On 30 Jan 2014, at 02:06, David Nyman wrote:

On 29 January 2014 22:15, Craig Weinberg <whatsons...@gmail.com> wrote: The problem that concerns me about this way of looking at things is that any and all behaviour associated with consciousness - including, crucially, the articulation of our very thoughts and beliefs about conscious phenomena - can at least in principle be exhausted by an extrinsic account. But if this be so, it is very difficult indeed to understand how such extrinsic behaviours could possibly make reference to any "intrinsic" remainder, even were its existence granted. It isn't merely that any postulated remainder would be redundant in the explanation of such behaviour, but that it is hardly possible to see how an inner dual could even be accessible in principle to a complete (i.e. causally closed) extrinsic system of reference in the first place.

Right, because the extrinsic perspective is blind to the limits of causal closure.

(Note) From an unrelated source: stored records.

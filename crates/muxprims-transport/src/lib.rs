//! Duplex byte stream sources for muxprims.
//!
//! The multiplexer needs exactly one thing from the outside world: a readable
//! half and a writable half of a single byte stream. This crate provides the
//! usual ways of getting one:
//! - the stdio pipes of a spawned child process (client side of a proxy)
//! - this process's own stdin/stdout (server side of a proxy)
//! - Unix domain sockets (Linux/macOS)
//!
//! Everything above this layer only sees [`IpcStream`] or its split halves.

pub mod child;
pub mod error;
pub mod traits;

#[cfg(unix)]
pub mod uds;

pub use child::ChildProcess;
pub use error::{Result, TransportError};
pub use traits::{IpcStream, ReadHalf, WriteHalf};

#[cfg(unix)]
pub use uds::UnixDomainSocket;
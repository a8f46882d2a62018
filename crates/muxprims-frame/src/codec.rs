use bytes::{Buf, BufMut, Bytes, BytesMut};

use crate::error::{FrameError, Result};

/// Common frame header: opcode (1) + channel id (1).
pub const HEADER_SIZE: usize = 2;

/// Size of the 4-byte big-endian field carried by REQUEST and TRANSMIT.
const LENGTH_SIZE: usize = 4;

/// Channel ids are one byte, so at most 256 channels can be open at once.
pub const MAX_CHANNELS: usize = 256;

/// Default maximum TRANSMIT payload size: 16 MiB.
pub const DEFAULT_MAX_PAYLOAD: usize = 16 * 1024 * 1024;

/// Frame opcodes as they appear on the wire.
#[derive(Debug, Clone, Copy, PartialEq, Eq, Hash)]
#[repr(u8)]
pub enum Opcode {
    Open = 0xE1,
    Close = 0xE2,
    CloseAck = 0xE3,
    Request = 0xE4,
    Transmit = 0xE5,
}

impl Opcode {
    /// Upper-case name used in logs.
    pub fn name(self) -> &'static str {
        match self {
            Opcode::Open => "OPEN",
            Opcode::Close => "CLOSE",
            Opcode::CloseAck => "CLOSEACK",
            Opcode::Request => "REQUEST",
            Opcode::Transmit => "TRANSMIT",
        }
    }
}

impl TryFrom<u8> for Opcode {
    type Error = FrameError;

    fn try_from(value: u8) -> Result<Self> {
        match value {
            0xE1 => Ok(Opcode::Open),
            0xE2 => Ok(Opcode::Close),
            0xE3 => Ok(Opcode::CloseAck),
            0xE4 => Ok(Opcode::Request),
            0xE5 => Ok(Opcode::Transmit),
            other => Err(FrameError::UnknownOpcode(other)),
        }
    }
}

/// One control frame addressed to a channel.
#[derive(Debug, Clone, PartialEq, Eq)]
pub enum Frame {
    /// The sender registered a new channel under this id.
    Open { channel: u8 },
    /// The sender is closing the channel.
    Close { channel: u8 },
    /// The sender acknowledges a CLOSE; the id may be reused afterwards.
    CloseAck { channel: u8 },
    /// The sender grants `credit` more bytes of TRANSMIT on this channel.
    Request { channel: u8, credit: u32 },
    /// Channel data. An empty payload marks the end of the sender's stream.
    Transmit { channel: u8, payload: Bytes },
}

impl Frame {
    /// Build a TRANSMIT frame.
    pub fn transmit(channel: u8, payload: impl Into<Bytes>) -> Self {
        Frame::Transmit {
            channel,
            payload: payload.into(),
        }
    }

    /// The zero-length TRANSMIT that half-closes a channel.
    pub fn end_of_stream(channel: u8) -> Self {
        Frame::Transmit {
            channel,
            payload: Bytes::new(),
        }
    }

    /// Channel id this frame is addressed to.
    pub fn channel(&self) -> u8 {
        match self {
            Frame::Open { channel }
            | Frame::Close { channel }
            | Frame::CloseAck { channel }
            | Frame::Request { channel, .. }
            | Frame::Transmit { channel, .. } => *channel,
        }
    }

    /// Opcode of this frame.
    pub fn opcode(&self) -> Opcode {
        match self {
            Frame::Open { .. } => Opcode::Open,
            Frame::Close { .. } => Opcode::Close,
            Frame::CloseAck { .. } => Opcode::CloseAck,
            Frame::Request { .. } => Opcode::Request,
            Frame::Transmit { .. } => Opcode::Transmit,
        }
    }

    /// Total number of bytes this frame occupies on the wire.
    pub fn wire_size(&self) -> usize {
        match self {
            Frame::Open { .. } | Frame::Close { .. } | Frame::CloseAck { .. } => HEADER_SIZE,
            Frame::Request { .. } => HEADER_SIZE + LENGTH_SIZE,
            Frame::Transmit { payload, .. } => HEADER_SIZE + LENGTH_SIZE + payload.len(),
        }
    }
}

/// Encode a frame into the wire format.
///
/// Wire format:
/// ```text
/// ┌──────────┬──────────┬───────────────────────────────────────┐
/// │ Opcode   │ Channel  │ Body                                  │
/// │ (1B)     │ (1B)     │ REQUEST:  credit (4B BE)              │
/// │ 0xE1-E5  │ 0-255    │ TRANSMIT: length (4B BE) + payload    │
/// └──────────┴──────────┴───────────────────────────────────────┘
/// ```
pub fn encode_frame(frame: &Frame, dst: &mut BytesMut) -> Result<()> {
    if let Frame::Transmit { payload, .. } = frame {
        if payload.len() > u32::MAX as usize {
            return Err(FrameError::PayloadTooLarge {
                size: payload.len(),
                max: u32::MAX as usize,
            });
        }
    }

    dst.reserve(frame.wire_size());
    dst.put_u8(frame.opcode() as u8);
    dst.put_u8(frame.channel());
    match frame {
        Frame::Open { .. } | Frame::Close { .. } | Frame::CloseAck { .. } => {}
        Frame::Request { credit, .. } => dst.put_u32(*credit),
        Frame::Transmit { payload, .. } => {
            dst.put_u32(payload.len() as u32);
            dst.put_slice(payload);
        }
    }
    Ok(())
}

/// Decode one frame from the front of `src`.
///
/// Returns `Ok(None)` if the buffer doesn't contain a complete frame yet.
/// On success, consumes exactly that frame's bytes.
pub fn decode_frame(src: &mut BytesMut, max_payload: usize) -> Result<Option<Frame>> {
    if src.len() < HEADER_SIZE {
        return Ok(None);
    }

    let opcode = Opcode::try_from(src[0])?;
    let channel = src[1];

    let frame = match opcode {
        Opcode::Open | Opcode::Close | Opcode::CloseAck => {
            src.advance(HEADER_SIZE);
            match opcode {
                Opcode::Open => Frame::Open { channel },
                Opcode::Close => Frame::Close { channel },
                _ => Frame::CloseAck { channel },
            }
        }
        Opcode::Request => {
            let Some(credit) = peek_u32(src) else {
                return Ok(None);
            };
            src.advance(HEADER_SIZE + LENGTH_SIZE);
            Frame::Request { channel, credit }
        }
        Opcode::Transmit => {
            let Some(len) = peek_u32(src) else {
                return Ok(None);
            };
            let len = len as usize;
            if len > max_payload {
                return Err(FrameError::PayloadTooLarge {
                    size: len,
                    max: max_payload,
                });
            }
            let total = HEADER_SIZE + LENGTH_SIZE + len;
            if src.len() < total {
                src.reserve(total - src.len());
                return Ok(None);
            }
            src.advance(HEADER_SIZE + LENGTH_SIZE);
            Frame::Transmit {
                channel,
                payload: src.split_to(len).freeze(),
            }
        }
    };

    Ok(Some(frame))
}

fn peek_u32(src: &BytesMut) -> Option<u32> {
    let mut field = src.get(HEADER_SIZE..HEADER_SIZE + LENGTH_SIZE)?;
    Some(field.get_u32())
}

/// Configuration for frame decoding.
#[derive(Debug, Clone)]
pub struct FrameConfig {
    /// Maximum TRANSMIT payload size in bytes. Default: 16 MiB.
    pub max_payload_size: usize,
}

impl Default for FrameConfig {
    fn default() -> Self {
        Self {
            max_payload_size: DEFAULT_MAX_PAYLOAD,
        }
    }
}
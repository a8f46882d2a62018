//! Control frames for carrying many channels over one duplex byte stream.
//!
//! Every frame starts with a 1-byte opcode and a 1-byte channel id:
//! - OPEN / CLOSE / CLOSEACK carry nothing else
//! - REQUEST carries a 4-byte big-endian credit grant
//! - TRANSMIT carries a 4-byte big-endian length and that many payload bytes
//!
//! Frames are strictly self-delimiting; the codec never splits or merges them.

#[cfg(feature = "async")]
pub mod async_codec;
pub mod codec;
pub mod error;
pub mod reader;
pub mod writer;

#[cfg(feature = "async")]
pub use async_codec::MuxCodec;
pub use codec::{
    decode_frame, encode_frame, Frame, FrameConfig, Opcode, DEFAULT_MAX_PAYLOAD, HEADER_SIZE,
    MAX_CHANNELS,
};
pub use error::{FrameError, Result};
pub use reader::FrameReader;
pub use writer::FrameWriter;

But I'm afraid the problem is precisely that it behaves as if it is NOT in fact blind to such limits. As Bruno points out in a recent response to John Clark, if we rely on the causal closure of the extrinsic account (and which of us does not?) then we commit ourselves to the view that there must be such an account, at some level, of any behaviour to which we might otherwise wish to impute a conscious origin. However, my point above is that the problem is in fact even worse than this. In fact, it amounts to a paradox.

The existence of a causally closed extrinsic account forces us to the view that the very thoughts and utterances - even our own - that purport to refer to irreducibly conscious phenomena must also be fully explicable extrinsically.

Yes. The solution will be that "explicable" is a notion depending on level, and that eventually the scientist (played by Bp) cannot put itself at the (Bp & p) place.

Precisely, we can explain the reason of the paradox from the first point of view of the machine (the concrete (but immaterial person) owning that machine).



But how then could any such sequence of extrinsic events possibly be linked to anything outside its causally-closed circle of explanation? To put this baldly, even whilst asserting with absolute certainty "the fact that I am conscious" I am forced nonetheless to accept that this very assertion need have nothing to do (and, more strongly, cannot have anything to do) with the fact that I am conscious!

Not really. Somehow, you conflate levels and points of view. It is a sin of reductionism :)
You do the "mistake" of those who deny compatibilistic free-will.

Of course we are at the crux of the mind-body problem.




I take no credit for being the originator of this insight, although it isn't IMO acknowledged as often as it should be, perhaps because of its very intractability. It's sometimes referred to as the Paradox of Phenomenal Judgement. David Chalmers, for example, acknowledges it in passing in The Conscious Mind, fails to offer any solution and then proceeds to ignore it.

In my mind thats the mind-body problem. I often called it the "hard problem of consciousness". I show that any comp solutions of this is lead to a "hard problem of matter".




Gregg Rosenberg - who if you haven't read perhaps you should - deals with it a little more explicitly in A Place for Consciousness, but IMO ultimately also fails to square this particular circle. In fact I know of no mind-body theory, other than comp, that confronts it head-on and suggests at least the shape of a possible solution. That said, do you see what the paradox is and if you do, how specifically does your theory deal with it?

I think that Craig is aware of this problem, so much that he used its apparent non tractability to make consciousness into a primitive. Others do that, but Craig is coherent by accepting the no-comp consequences. Of course taking consciousness as primitive is like abandoning the project to solve, or put light, on this problem. It leads to some form of solipsism, notably with respect to person owning only silicon computers (after losing their carbonic skull computer in some accident, say).

I will have opportunity to say more, but Theaetetus is close to the solution, and it will work in arithmetic.

In the comp solution, your consciousness has indeed nothing to do with the physical computation, nor even the arithmetical computation. It is more a universal knowledge, that brain and universal numbers can relatively particularize.

That universal knowledge exist because numbers are not stupid. Simply. But the particularization, and the local universal neighbors can handicap the remembrance in many histories.

The only remaining mystery will be our 1p faith in arithmetic. But this, the theory will explain that without it, we lost the ability to even ask the question. It re-explains in a second sight why we have to assume arithmetic (or Turing equivalent).